Social Media Specialists Are No Longer Needed

If you’ve been in this business for any length of time, then its time to take your collective aggregate knowledge of social media and add it to the overall mix of what you know and do. We’re at least five years in and I want you to quit being a social media specialist, because you aren’t one any longer. Simply put, and I’ve written about this at various points in the past, we’re all becoming social media generalists.

I used to be  an SEO specialist until  what I did just became a small  part of the daily mix of things that I did for our clients. There was also a time where I used to do nothing but manage PPC campaigns until it just became part of each clients overall web marketing strategy.
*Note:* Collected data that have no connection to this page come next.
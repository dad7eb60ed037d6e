//! Website check engine for sitewatch.
//!
//! One check of a URL runs three independent probes:
//! - an HTTP GET liveness probe (up only on exactly `200`)
//! - a TLS certificate inspection on the host's TLS port
//! - a WHOIS registration lookup for the host's expiry date
//!
//! Their outcomes are merged into a single [`CheckResult`]. A probe that
//! fails, times out or panics leaves only its own fields unknown.
//! [`BatchRunner`] fans checks out across many sites with a concurrency cap
//! and an optional batch deadline, and always returns one result per site.
//!
//! The engine never persists anything. Callers merge each result into their
//! own [`TrackedSite`] with [`TrackedSite::apply`].
//!
//! # Example
//!
//! ```no_run
//! use sitecheck::{BatchConfig, BatchRunner, CheckerConfig, SiteChecker, TrackedSite};
//! use std::sync::Arc;
//!
//! # async fn example() -> Result<(), Box<dyn std::error::Error>> {
//! let checker = Arc::new(SiteChecker::new(&CheckerConfig::default())?);
//!
//! let result = checker.check("https://example.com/").await;
//! println!("{} in {:?}ms", result.status, result.response_time_ms);
//!
//! let sites = vec![
//!     TrackedSite::new(1, "example", "https://example.com/"),
//!     TrackedSite::new(2, "rust", "https://www.rust-lang.org/"),
//! ];
//! let report = BatchRunner::new(checker, &BatchConfig::default())
//!     .check_all(&sites)
//!     .await;
//! assert_eq!(report.results.len(), 2);
//! # Ok(())
//! # }
//! ```

pub mod batch;
pub mod certificate;
pub mod clock;
pub mod config;
pub mod domain;
pub mod liveness;
pub mod orchestrator;
pub mod target;
pub mod types;
pub mod whois;

pub use batch::BatchRunner;
pub use certificate::{CertificateFetcher, CertificateInspector, TlsCertificateFetcher};
pub use clock::{Clock, ManualClock, SystemClock};
pub use config::{BatchConfig, CheckerConfig};
pub use domain::DomainInspector;
pub use liveness::{HttpLivenessProbe, LivenessProbe};
pub use orchestrator::SiteChecker;
pub use types::{
    BatchReport, CheckResult, LivenessOutcome, PeerCertificate, SiteCheck, SiteId, SiteStatus,
    SiteTarget, TrackedSite,
};
pub use whois::{RegistrationLookup, WhoisClient, WhoisRecord};
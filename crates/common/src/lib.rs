//! Common utilities and types shared across sitewatch components.

pub mod error;
pub mod logging;

pub use error::{Error, Result};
We all did something before social media

We all could mildly claim that we are or were bloggers at one point in time, except that it’s now merely part of what we do for our clients and respective companies. Same with video/vlogging, same with social media optimization, same with email marketing, same with creating websites, designing logos, writing copy, and creating tag lines; at one point in time it was unique and special but now-it’s just a sum total part of the collective us. We’re pulling from our collective experiences now. It’s natural and expected.

By now social should be a small part of what you do, but not all of what you do- At least for some of you. In fact, and I know a lot of you who fall into this category, there was a time where you owned social media and no one else could touch you. You were oracles of the social media soundbite.  Not anymore, social media knowledge bearers and practitioners are multiplying like rabbits and they know the game just as well as you do except…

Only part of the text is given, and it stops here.